Test image cropped Test script

#!/usr/bin/env python
# coding: utf-8

# python imports
from time import perf_counter

# pip imports
import numpy as np
import openvino as ov
import openvino.properties.hint as hints
from PIL import Image

# Initialize the OpenVINO runtime core
core = ov.Core()

# in case of Performance
device_property = {
    "GPU": {
        hints.execution_mode: hints.ExecutionMode.PERFORMANCE,
        hints.performance_mode : hints.PerformanceMode.LATENCY,
        hints.inference_precision: ov.Type.f16,
        },
    "CPU": {
        hints.execution_mode: hints.ExecutionMode.PERFORMANCE,
        hints.performance_mode : hints.PerformanceMode.LATENCY,
        hints.inference_precision: ov.Type.f32,
        }
}

core.set_property("HETERO", {"MULTI_DEVICE_PRIORITIES": "GPU,CPU"})
core.set_property("GPU", device_property["GPU"])
core.set_property("CPU", device_property["CPU"])

# Load input image using PIL. Make sure it's 512x512
img = Image.open('cropped.png')
original_size = img.size
img = np.asarray(img)

# Load the network from the IR model files
model = core.read_model(model="models/ir_model/codeformer.xml")

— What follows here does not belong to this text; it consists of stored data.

//! Integration tests for the patch proposal workflow: creation
//! preconditions, review, decisions, the conflict cascade, supersession,
//! and staleness against re-ingested graphs.

use axum::body::Body;
use axum::http::{Method, Request, StatusCode};
use axum::Router;
use serde_json::json;
use tower::ServiceExt;

use fedkernel_server::router::build_router;
use fedkernel_server::state::AppState;

fn test_app() -> Router {
    let state = AppState::in_memory().expect("failed to create in-memory AppState");
    build_router(state)
}

async fn request_json(
    app: &Router,
    method: Method,
    path: &str,
    body: Option<serde_json::Value>,
) -> (StatusCode, serde_json::Value) {
    let mut builder = Request::builder().method(method).uri(path);

    let body = match body {
        Some(v) => {
            builder = builder.header("content-type", "application/json");
            Body::from(serde_json::to_vec(&v).unwrap())
        }
        None => Body::empty(),
    };

    let response = app.clone().oneshot(builder.body(body).unwrap()).await.unwrap();
    let status = response.status();
    let bytes = axum::body::to_bytes(response.into_body(), usize::MAX)
        .await
        .unwrap();
    let json = serde_json::from_slice(&bytes).unwrap_or(json!(null));
    (status, json)
}

async fn post_json(
    app: &Router,
    path: &str,
    body: serde_json::Value,
) -> (StatusCode, serde_json::Value) {
    request_json(app, Method::POST, path, Some(body)).await
}

async fn get_json(app: &Router, path: &str) -> (StatusCode, serde_json::Value) {
    request_json(app, Method::GET, path, None).await
}

/// Ingests repo acme/a with nodes `foo` and `bar` in f.py; returns
/// (repo_id, foo_node_id, bar_node_id).
async fn setup_graph(app: &Router) -> (i64, String, String) {
    let (status, body) = post_json(
        app,
        "/federation/import-repo",
        json!({ "owner": "acme", "repo": "a" }),
    )
    .await;
    assert_eq!(status, StatusCode::ACCEPTED, "import failed: {body:?}");
    let repo_id = body["repo_id"].as_i64().unwrap();

    let facts = json!([
        { "type": "file_declared", "file_path": "f.py" },
        { "type": "node_declared", "file_path": "f.py", "name": "foo", "kind": "function" },
        { "type": "node_declared", "file_path": "f.py", "name": "bar", "kind": "function" }
    ]);
    let (status, body) = post_json(
        app,
        &format!("/federation/repos/{repo_id}/facts"),
        json!({ "facts": facts }),
    )
    .await;
    assert_eq!(status, StatusCode::OK, "ingest failed: {body:?}");

    let (_, graph) = get_json(app, &format!("/federation/graph/query?repo_id={repo_id}")).await;
    let rows = graph["rows"].as_array().unwrap();
    let node_id = |name: &str| {
        rows.iter()
            .find(|row| row["name"] == name)
            .unwrap_or_else(|| panic!("node '{name}' missing from graph"))["node_id"]
            .as_str()
            .unwrap()
            .to_string()
    };
    (repo_id, node_id("foo"), node_id("bar"))
}

async fn propose(
    app: &Router,
    actor: &str,
    targets: &[&str],
) -> (StatusCode, serde_json::Value) {
    post_json(
        app,
        "/federation/patches",
        json!({
            "owner": "acme",
            "repo": "a",
            "file_path": "f.py",
            "target_node_ids": targets,
            "actor": actor
        }),
    )
    .await
}

#[tokio::test]
async fn test_propose_creates_proposed_patch() {
    let app = test_app();
    let (_, foo, _) = setup_graph(&app).await;

    let (status, patch) = propose(&app, "alice", &[&foo]).await;
    assert_eq!(status, StatusCode::CREATED, "propose failed: {patch:?}");
    assert_eq!(patch["status"], "Proposed");
    assert_eq!(patch["actor"], "alice");
    assert_eq!(patch["target_node_ids"][0], foo);

    let patch_id = patch["patch_id"].as_str().unwrap();
    let (status, loaded) = get_json(&app, &format!("/federation/patches/{patch_id}")).await;
    assert_eq!(status, StatusCode::OK);
    assert_eq!(loaded["status"], "Proposed");
}

#[tokio::test]
async fn test_missing_target_creates_nothing() {
    let app = test_app();
    let (_, foo, _) = setup_graph(&app).await;

    let ghost = "00".repeat(32);
    let (status, body) = propose(&app, "alice", &[&foo, &ghost]).await;
    assert_eq!(status, StatusCode::NOT_FOUND);
    assert_eq!(body["error"]["code"], "TARGET_NOT_FOUND");
    assert_eq!(body["error"]["details"][0], ghost);

    let (_, queue) = get_json(&app, "/federation/patches").await;
    assert!(queue["patches"].as_array().unwrap().is_empty());
}

#[tokio::test]
async fn test_propose_requires_ingested_repo() {
    let app = test_app();
    // Import opens the window but no facts ever arrive: repo stays
    // Ingesting.
    let (status, body) = post_json(
        &app,
        "/federation/import-repo",
        json!({ "owner": "acme", "repo": "pending" }),
    )
    .await;
    assert_eq!(status, StatusCode::ACCEPTED);
    assert_eq!(body["status"], "Ingesting");

    let fake_target = "11".repeat(32);
    let (status, body) = post_json(
        &app,
        "/federation/patches",
        json!({
            "owner": "acme",
            "repo": "pending",
            "file_path": "f.py",
            "target_node_ids": [fake_target],
            "actor": "alice"
        }),
    )
    .await;
    assert_eq!(status, StatusCode::CONFLICT);
    assert_eq!(body["error"]["code"], "REPO_NOT_INGESTED");
}

#[tokio::test]
async fn test_approval_cascades_conflicts() {
    let app = test_app();
    let (_, foo, _) = setup_graph(&app).await;

    let (_, p1) = propose(&app, "alice", &[&foo]).await;
    let (_, p2) = propose(&app, "bob", &[&foo]).await;
    let p1_id = p1["patch_id"].as_str().unwrap().to_string();
    let p2_id = p2["patch_id"].as_str().unwrap().to_string();

    let (status, decided) = post_json(
        &app,
        &format!("/federation/patches/{p1_id}/decide"),
        json!({ "outcome": "Approved", "actor": "carol" }),
    )
    .await;
    assert_eq!(status, StatusCode::OK, "decide failed: {decided:?}");
    assert_eq!(decided["status"], "Approved");
    assert_eq!(decided["conflicted"][0], p2_id);

    let (_, p2_after) = get_json(&app, &format!("/federation/patches/{p2_id}")).await;
    assert_eq!(p2_after["status"], "Conflicted");
    assert_eq!(p2_after["conflicts_with"][0], p1_id);
}

#[tokio::test]
async fn test_disjoint_proposals_do_not_conflict() {
    let app = test_app();
    let (_, foo, bar) = setup_graph(&app).await;

    let (_, p1) = propose(&app, "alice", &[&foo]).await;
    let (_, p2) = propose(&app, "bob", &[&bar]).await;
    let p1_id = p1["patch_id"].as_str().unwrap().to_string();
    let p2_id = p2["patch_id"].as_str().unwrap().to_string();

    let (status, decided) = post_json(
        &app,
        &format!("/federation/patches/{p1_id}/decide"),
        json!({ "outcome": "Approved" }),
    )
    .await;
    assert_eq!(status, StatusCode::OK);
    assert!(decided["conflicted"].as_array().unwrap().is_empty());

    let (_, p2_after) = get_json(&app, &format!("/federation/patches/{p2_id}")).await;
    assert_eq!(p2_after["status"], "Proposed");
}

#[tokio::test]
async fn test_conflicted_patch_cannot_be_approved() {
    let app = test_app();
    let (_, foo, _) = setup_graph(&app).await;

    let (_, p1) = propose(&app, "alice", &[&foo]).await;
    let (_, p2) = propose(&app, "bob", &[&foo]).await;
    let p1_id = p1["patch_id"].as_str().unwrap().to_string();
    let p2_id = p2["patch_id"].as_str().unwrap().to_string();

    post_json(
        &app,
        &format!("/federation/patches/{p1_id}/decide"),
        json!({ "outcome": "Approved" }),
    )
    .await;

    let (status, body) = post_json(
        &app,
        &format!("/federation/patches/{p2_id}/decide"),
        json!({ "outcome": "Approved" }),
    )
    .await;
    assert_eq!(status, StatusCode::CONFLICT);
    assert_eq!(body["error"]["code"], "CONFLICT");

    // Explicit rejection of a conflicted patch is still allowed.
    let (status, rejected) = post_json(
        &app,
        &format!("/federation/patches/{p2_id}/decide"),
        json!({ "outcome": "Rejected" }),
    )
    .await;
    assert_eq!(status, StatusCode::OK);
    assert_eq!(rejected["status"], "Rejected");
}

#[tokio::test]
async fn test_same_actor_overlapping_proposal_supersedes() {
    let app = test_app();
    let (_, foo, bar) = setup_graph(&app).await;

    let (_, p1) = propose(&app, "alice", &[&foo]).await;
    let p1_id = p1["patch_id"].as_str().unwrap().to_string();

    // Same actor, overlapping targets, same file: the old proposal is
    // replaced.
    let (status, p2) = propose(&app, "alice", &[&foo, &bar]).await;
    assert_eq!(status, StatusCode::CREATED);
    assert_eq!(p2["status"], "Proposed");

    let (_, p1_after) = get_json(&app, &format!("/federation/patches/{p1_id}")).await;
    assert_eq!(p1_after["status"], "Superseded");

    // A different actor does not supersede.
    let (_, p3) = propose(&app, "bob", &[&foo]).await;
    assert_eq!(p3["status"], "Proposed");
    let p2_id = p2["patch_id"].as_str().unwrap();
    let (_, p2_after) = get_json(&app, &format!("/federation/patches/{p2_id}")).await;
    assert_eq!(p2_after["status"], "Proposed");
}

#[tokio::test]
async fn test_review_and_decide_flow() {
    let app = test_app();
    let (_, foo, _) = setup_graph(&app).await;

    let (_, patch) = propose(&app, "alice", &[&foo]).await;
    let patch_id = patch["patch_id"].as_str().unwrap().to_string();

    let (status, reviewed) = post_json(
        &app,
        &format!("/federation/patches/{patch_id}/review"),
        json!({ "actor": "carol" }),
    )
    .await;
    assert_eq!(status, StatusCode::OK);
    assert_eq!(reviewed["status"], "UnderReview");
    assert_eq!(reviewed["reviewed_by"], "carol");

    // Reviewing twice is rejected.
    let (status, _) = post_json(
        &app,
        &format!("/federation/patches/{patch_id}/review"),
        json!({ "actor": "dave" }),
    )
    .await;
    assert_eq!(status, StatusCode::CONFLICT);

    let (status, decided) = post_json(
        &app,
        &format!("/federation/patches/{patch_id}/decide"),
        json!({ "outcome": "Approved", "actor": "carol" }),
    )
    .await;
    assert_eq!(status, StatusCode::OK);
    assert_eq!(decided["status"], "Approved");

    // Terminal patches cannot be decided again.
    let (status, _) = post_json(
        &app,
        &format!("/federation/patches/{patch_id}/decide"),
        json!({ "outcome": "Rejected" }),
    )
    .await;
    assert_eq!(status, StatusCode::CONFLICT);
}

#[tokio::test]
async fn test_withdraw_records_own_actor() {
    let app = test_app();
    let (_, foo, _) = setup_graph(&app).await;

    let (_, patch) = propose(&app, "alice", &[&foo]).await;
    let patch_id = patch["patch_id"].as_str().unwrap().to_string();

    let (status, withdrawn) = post_json(
        &app,
        &format!("/federation/patches/{patch_id}/withdraw"),
        json!({}),
    )
    .await;
    assert_eq!(status, StatusCode::OK);
    assert_eq!(withdrawn["status"], "Rejected");
    assert_eq!(withdrawn["decided_by"], "alice");
}

#[tokio::test]
async fn test_queue_filter_and_stale_flag() {
    let app = test_app();
    let (repo_id, foo, _) = setup_graph(&app).await;

    let (_, patch) = propose(&app, "alice", &[&foo]).await;
    let patch_id = patch["patch_id"].as_str().unwrap().to_string();

    let (status, queue) = get_json(&app, "/federation/patches?status=Proposed").await;
    assert_eq!(status, StatusCode::OK);
    let rows = queue["patches"].as_array().unwrap();
    assert_eq!(rows.len(), 1);
    assert_eq!(rows[0]["patch_id"], patch_id.as_str());
    assert_eq!(rows[0]["stale"], false);

    let (status, _) = get_json(&app, "/federation/patches?status=Bogus").await;
    assert_eq!(status, StatusCode::BAD_REQUEST);

    // Re-ingest the repo with foo gone: the open proposal stays valid by
    // id but the queue marks it stale.
    let (status, _) = post_json(
        &app,
        "/federation/import-repo",
        json!({ "owner": "acme", "repo": "a" }),
    )
    .await;
    assert_eq!(status, StatusCode::ACCEPTED);
    let facts = json!([
        { "type": "file_declared", "file_path": "f.py" },
        { "type": "node_declared", "file_path": "f.py", "name": "bar", "kind": "function" }
    ]);
    let (status, _) = post_json(
        &app,
        &format!("/federation/repos/{repo_id}/facts"),
        json!({ "facts": facts }),
    )
    .await;
    assert_eq!(status, StatusCode::OK);

    let (_, queue) = get_json(&app, "/federation/patches?status=Proposed").await;
    let rows = queue["patches"].as_array().unwrap();
    assert_eq!(rows.len(), 1);
    assert_eq!(rows[0]["stale"], true);

    let (status, loaded) = get_json(&app, &format!("/federation/patches/{patch_id}")).await;
    assert_eq!(status, StatusCode::OK, "proposal remains addressable by id");
    assert_eq!(loaded["status"], "Proposed");
}

#[tokio::test]
async fn test_unknown_patch_is_not_found() {
    let app = test_app();
    setup_graph(&app).await;

    let ghost = uuid::Uuid::new_v4();
    let (status, body) = post_json(
        &app,
        &format!("/federation/patches/{ghost}/decide"),
        json!({ "outcome": "Approved" }),
    )
    .await;
    assert_eq!(status, StatusCode::NOT_FOUND);
    assert_eq!(body["error"]["code"], "NOT_FOUND");
}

# Compile the model for the CPU/GPU
compiled_model = core.compile_model(model=model, device_name="CPU")

# Create an inference request
infer_request = compiled_model.create_infer_request()

# Preprocess
img = img.astype(np.float32) / 255.0
img = (img - 0.5) / 0.5
img = np.expand_dims(img, axis=0)
img = img.transpose(0, 3, 1, 2)  

w = np.float64(1.0)

# Prepare input dictionary
input_dict = {'x': img, 'w': w,}

# Perform inference
t1_start = perf_counter() 
infer_request.infer(inputs=input_dict)
print(f'Inference Time : {perf_counter()-t1_start:.3f} secs.')

# Get the output
output = infer_request.get_output_tensor(0).data

# Post-process
output_img = output[0].transpose(1, 2, 0)  
output_img = (output_img * 0.5) + 0.5
output_img = (output_img * 255).astype(np.uint8)

# Save using PIL
im = Image.fromarray(output_img)
im.save("output.png")
im.show()

Change device from CPU to GPU & see the time difference

compiled_model = core.compile_model(model=model, device_name="GPU")
Wan-Intel commented 1 week ago

I've inferred the model with the CPU and the GPU plugin and encountered the same issue. Inference time on CPU is 7.533s and inference time on iGPU is 43.617s.

inference result

Let me check with the relevant team and we will update you as soon as possible.